Book Review – Sudden Mischief

Sudden Mischief (1998)
by Robert B. Parker

Number 25 in the series, Sudden Mischief has a couple of interesting divergences from the typical Spenser novel. It doesn’t stray too widely from the typical genre, but I like how he took the interaction between Spenser and his love interest, Susan, in a different direction.

Susan, Spenser’s long time love interest, is contacted by her ex-husband. He needs her help. She turns to Spenser for that help, and sets the ball rolling for a series of events that lead to embezzlement, murder, and money laundering.

The ex-husband likes to live life large, but he seems to live beyond his means. When the husband talked to Susan, it sounded to her that he was at the end of his rope. But when Spenser talks to him, he says Susan is making a mountain out of a molehill. Spenser thinks about leaving it at that and walking away for about a half a second. But he has promised Susan, and he also smells a mystery that he wants to solve.

The interaction between Spenser and Susan was well written. Susan is a psychologist, so she should probably know better, but she’s a bit messed up by her ex. She wants Spenser to fill her in regarding his investigations, but simultaneously doesn’t want to talk about it. She gets flustered and angry. Parker writes this part well, particularly since the character of Susan can sometimes be pretty one-dimensional. Especially in this middle era, she is simply there for sex, though admittedly monogamous, committed sex. The best books are when Susan uses her psychology to help Spenser. In this novel that role is subverted, as she has complicated feelings about her ex, her current beau, and all that that entails.

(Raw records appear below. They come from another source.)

//! Topology and user introspection.
//!
//! Both lookups read ClickHouse `system.*` tables, which are not guaranteed
//! to be populated on every deployment. An empty result is therefore never
//! an error: a single-node server has no cluster, and a user missing from
//! `system.users` is treated as absent.

use tracing::debug;

use crate::context::RequestContext;
use crate::database::Connection;
use crate::error::{PluginError, PluginResult};

/// Lists the cluster the server belongs to.
pub const CLUSTER_QUERY: &str = "SELECT DISTINCT cluster FROM system.clusters;";

/// Checks whether a user exists; takes the username as `$1`.
pub const USER_EXISTS_QUERY: &str =
    "SELECT c > 0 AS exists FROM ( SELECT count() AS c FROM system.users WHERE name=$1 );";

/// Resolve the cluster name used in `ON CLUSTER` clauses.
///
/// Always queries the server; cluster membership can change between calls.
/// Returns an empty string when the server reports no cluster.
pub async fn resolve_cluster(ctx: &RequestContext, conn: &dyn Connection) -> PluginResult<String> {
    let row = ctx
        .run(conn.query_row(CLUSTER_QUERY, &[]))
        .await?
        .map_err(|source| PluginError::Query {
            context: "unable to resolve cluster",
            source,
        })?;

    let cluster = match row {
        Some(row) => row.get_string(0).map_err(|source| PluginError::Query {
            context: "unable to resolve cluster",
            source,
        })?,
        None => String::new(),
    };
    debug!(cluster = %cluster, "Resolved cluster");
    Ok(cluster)
}

/// Check whether `username` appears in `system.users`.
///
/// No rows counts as "does not exist".
pub async fn user_exists(
    ctx: &RequestContext,
    conn: &dyn Connection,
    username: &str,
) -> PluginResult<bool> {
    let row = ctx
        .run(conn.query_row(USER_EXISTS_QUERY, &[username]))
        .await?
        .map_err(|source| PluginError::Query {
            context: "user does not appear to exist",
            source,
        })?;

    match row {
        Some(row) => row.get_bool(0).map_err(|source| PluginError::Query {
            context: "user does not appear to exist",
            source,
        }),
        None => Ok(false),
    }
}
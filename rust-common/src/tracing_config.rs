//! Tracing subscriber set-up for plugin processes.
//!
//! Plugins log through `tracing` and never install a subscriber
//! themselves; the hosting binary (or a test harness) does it once through
//! this module. `RUST_LOG`, when set, overrides the configured level.

use std::env;

use tracing_subscriber::{EnvFilter, Layer, Registry, layer::SubscriberExt, util::SubscriberInitExt};

/// Environment variable selecting the output format (`json` or `text`).
pub const LOG_FORMAT_ENV: &str = "PLUGIN_LOG_FORMAT";

/// How events are rendered.
#[derive(Debug, Clone, Copy, Default, PartialEq, Eq)]
pub enum LogFormat {
    /// Human-readable single-line output
    #[default]
    Text,
    /// One JSON object per event, for log shippers
    Json,
}

impl LogFormat {
    /// Parse `json`/`text`, case-insensitively. Anything else is `None`.
    #[must_use]
    pub fn parse(value: &str) -> Option<Self> {
        match value.trim().to_ascii_lowercase().as_str() {
            "json" => Some(Self::Json),
            "text" | "pretty" => Some(Self::Text),
            _ => None,
        }
    }
}

/// Subscriber settings for one plugin process.
#[derive(Debug, Clone)]
pub struct TracingConfig {
    /// Plugin name recorded on the start-up event
    pub plugin_name: String,
    /// Default filter directive, e.g. `info` or `clickhouse_credentials=debug`
    pub level: String,
    /// Output format
    pub format: LogFormat,
}

impl Default for TracingConfig {
    fn default() -> Self {
        Self {
            plugin_name: "database-plugin".to_string(),
            level: "info".to_string(),
            format: LogFormat::Text,
        }
    }
}

impl TracingConfig {
    /// Defaults, with the format taken from [`LOG_FORMAT_ENV`] if it holds
    /// a recognised value.
    #[must_use]
    pub fn from_env() -> Self {
        let format = env::var(LOG_FORMAT_ENV)
            .ok()
            .and_then(|v| LogFormat::parse(&v))
            .unwrap_or_default();
        Self {
            format,
            ..Self::default()
        }
    }

    /// Set the plugin name.
    #[must_use]
    pub fn with_plugin_name(mut self, name: impl Into<String>) -> Self {
        self.plugin_name = name.into();
        self
    }

    /// Set the default filter directive.
    #[must_use]
    pub fn with_log_level(mut self, level: impl Into<String>) -> Self {
        self.level = level.into();
        self
    }

    /// Set the output format.
    #[must_use]
    pub const fn with_format(mut self, format: LogFormat) -> Self {
        self.format = format;
        self
    }

    fn filter(&self) -> EnvFilter {
        EnvFilter::try_from_default_env().unwrap_or_else(|_| EnvFilter::new(&self.level))
    }

    fn layer(&self, test_writer: bool) -> Box<dyn Layer<Registry> + Send + Sync> {
        let fmt = tracing_subscriber::fmt::layer().with_target(true);
        match (self.format, test_writer) {
            (LogFormat::Json, true) => fmt.json().with_test_writer().boxed(),
            (LogFormat::Json, false) => fmt.json().boxed(),
            (LogFormat::Text, true) => fmt.with_test_writer().boxed(),
            (LogFormat::Text, false) => fmt.boxed(),
        }
    }
}

/// Install the global subscriber.
///
/// Call once at process start-up. Panics if a global subscriber is already
/// installed.
pub fn init_tracing(config: &TracingConfig) {
    tracing_subscriber::registry()
        .with(config.layer(false))
        .with(config.filter())
        .init();
    tracing::debug!(plugin = %config.plugin_name, format = ?config.format, "Tracing initialized");
}

/// Like [`init_tracing`], but writes through the test harness's capture and
/// tolerates an already-installed subscriber.
///
/// Returns `true` when this call installed the subscriber.
pub fn try_init_tracing(config: &TracingConfig) -> bool {
    tracing_subscriber::registry()
        .with(config.layer(true))
        .with(config.filter())
        .try_init()
        .is_ok()
}

#[cfg(test)]
mod tests {
    use super::*;

    #[test]
    fn test_default_config() {
        let config = TracingConfig::default();
        assert_eq!(config.plugin_name, "database-plugin");
        assert_eq!(config.level, "info");
        assert_eq!(config.format, LogFormat::Text);
    }

    #[test]
    fn test_config_builder() {
        let config = TracingConfig::default()
            .with_plugin_name("clickhouse")
            .with_log_level("clickhouse_credentials=debug")
            .with_format(LogFormat::Json);

        assert_eq!(config.plugin_name, "clickhouse");
        assert_eq!(config.level, "clickhouse_credentials=debug");
        assert_eq!(config.format, LogFormat::Json);
    }

    #[test]
    fn test_format_parse() {
        assert_eq!(LogFormat::parse("JSON"), Some(LogFormat::Json));
        assert_eq!(LogFormat::parse(" text "), Some(LogFormat::Text));
        assert_eq!(LogFormat::parse("pretty"), Some(LogFormat::Text));
        assert_eq!(LogFormat::parse("xml"), None);
    }

    #[test]
    fn test_try_init_is_idempotent() {
        let config = TracingConfig::default().with_log_level("warn");
        let _ = try_init_tracing(&config);
        assert!(!try_init_tracing(&config));
    }
}
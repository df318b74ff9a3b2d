//! Property-based tests for secret scrubbing.
//!
//! Tests validate:
//! - Scrubbed text never contains a known secret
//! - Text without secrets passes through unchanged

use proptest::prelude::*;
use rust_common::sanitize::{contains_secret, scrub_secrets};
use std::collections::HashMap;

// Secrets are long enough that the placeholder text cannot reintroduce them.
fn secret_strategy() -> impl Strategy<Value = String> {
    "[A-Z0-9!@#$%^&*]{6,32}"
}

fn text_strategy() -> impl Strategy<Value = String> {
    "[a-z ]{0,40}"
}

proptest! {
    #![proptest_config(ProptestConfig::with_cases(100))]

    /// Property: a secret embedded anywhere in a message is always removed.
    #[test]
    fn prop_scrubbed_text_has_no_secret(
        prefix in text_strategy(),
        suffix in text_strategy(),
        secret in secret_strategy(),
    ) {
        let map = HashMap::from([(secret.clone(), "[password]".to_string())]);
        let message = format!("{prefix}{secret}{suffix}");

        let scrubbed = scrub_secrets(&message, &map);

        prop_assert!(!contains_secret(&scrubbed, &map));
        prop_assert!(scrubbed.contains("[password]"));
    }

    /// Property: text that never mentions a secret is returned untouched.
    #[test]
    fn prop_clean_text_unchanged(text in "[a-z ]{0,40}") {
        let map = HashMap::from([("ZZ-not-present-ZZ".to_string(), "[password]".to_string())]);
        prop_assert_eq!(scrub_secrets(&text, &map), text);
    }
}
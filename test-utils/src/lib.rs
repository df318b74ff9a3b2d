//! Shared test utilities for the credential plugin workspace.
//!
//! This crate provides:
//! - A recording in-memory database driver
//! - Proptest generators for request inputs
//! - Test fixtures with sample configuration and statement scripts

#![forbid(unsafe_code)]
#![warn(missing_docs)]

pub mod fixtures;
pub mod generators;
pub mod mocks;

pub use generators::*;
pub use mocks::{MockCall, MockDriver};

In the end, the ex-husband was found to be embezzling from charities and laundering money for the mob, which kind of means he was embezzling from the mob, too. He also quite probably murdered a man. There is a final showdown in which Spenser proves to the ex-husband in front of Susan that he has evidence to put him away. The ex-husband never admits to anything, and runs away. It felt like real people, mostly. There was no convenient point where the bad guy confesses to the police. Spenser just has the evidence, which he turns over to the cops.

Sudden Mischief had good plotting, good interaction, well-written dialogue, and there was relatively little of the braggadocio that is a hallmark of later Spenser. It’s probably my favorite of the 90’s era so far.